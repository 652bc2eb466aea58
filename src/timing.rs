//! Wall-clock timing of individual trials.

use crate::error::Result;
use std::time::{Duration, Instant};

/// Run `f` once between two monotonic clock samples.
pub fn time_trial<F>(f: F) -> Result<Duration>
where
    F: FnOnce() -> Result<()>,
{
    let start = Instant::now();
    f()?;
    Ok(start.elapsed())
}

/// Per-trial durations of one benchmark run.
#[derive(Debug, Clone, Default)]
pub struct TrialReport {
    runs: Vec<Duration>,
}

impl TrialReport {
    pub fn with_capacity(trials: usize) -> Self {
        Self {
            runs: Vec::with_capacity(trials),
        }
    }

    pub fn record(&mut self, elapsed: Duration) {
        self.runs.push(elapsed);
    }

    pub fn runs(&self) -> &[Duration] {
        &self.runs
    }

    pub fn len(&self) -> usize {
        self.runs.len()
    }

    pub fn is_empty(&self) -> bool {
        self.runs.is_empty()
    }

    /// Arithmetic mean of the recorded trials, `None` if nothing was recorded.
    pub fn mean(&self) -> Option<Duration> {
        if self.runs.is_empty() {
            return None;
        }
        let total: Duration = self.runs.iter().sum();
        let nanos = total.as_nanos() / self.runs.len() as u128;
        Some(Duration::from_nanos(u64::try_from(nanos).unwrap_or(u64::MAX)))
    }

    pub fn mean_ms(&self) -> f64 {
        self.mean().map_or(0.0, |d| d.as_secs_f64() * 1000.0)
    }

    /// Throughput at the mean runtime.
    pub fn gflops(&self, flops: f64) -> f64 {
        match self.mean() {
            Some(d) if !d.is_zero() => flops / d.as_secs_f64() / 1e9,
            _ => 0.0,
        }
    }
}

#[cfg(test)]
mod tests {
    use super::*;
    use crate::error::MatmulError;

    #[test]
    fn test_mean_of_trials() {
        let mut report = TrialReport::with_capacity(3);
        assert_eq!(report.mean(), None);

        report.record(Duration::from_millis(10));
        report.record(Duration::from_millis(20));
        report.record(Duration::from_millis(30));

        assert_eq!(report.len(), 3);
        assert_eq!(report.mean(), Some(Duration::from_millis(20)));
        assert!((report.mean_ms() - 20.0).abs() < 1e-9);
    }

    #[test]
    fn test_mean_uses_full_trial_count() {
        let mut report = TrialReport::default();
        for _ in 0..1000 {
            report.record(Duration::from_secs(3));
        }
        report.record(Duration::from_nanos(1));
        // integer nanosecond mean, rounded down
        assert_eq!(report.mean(), Some(Duration::from_nanos(2_997_002_997)));
    }

    #[test]
    fn test_gflops_at_mean() {
        let mut report = TrialReport::default();
        assert_eq!(report.gflops(1e9), 0.0);

        report.record(Duration::from_millis(500));
        assert!((report.gflops(1e9) - 2.0).abs() < 1e-9);
    }

    #[test]
    fn test_time_trial_propagates_error() {
        let err = time_trial(|| Err(MatmulError::UnevenPartition { rows: 3, threads: 2 }));
        assert!(err.is_err());

        let elapsed = time_trial(|| {
            std::thread::sleep(Duration::from_millis(2));
            Ok(())
        })
        .unwrap();
        assert!(elapsed >= Duration::from_millis(2));
    }
}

■ Action item ■
Only the count is wanted. Find the lines of the records that include the word "TrialReport" and state how many.

■ Exercise answer ■
5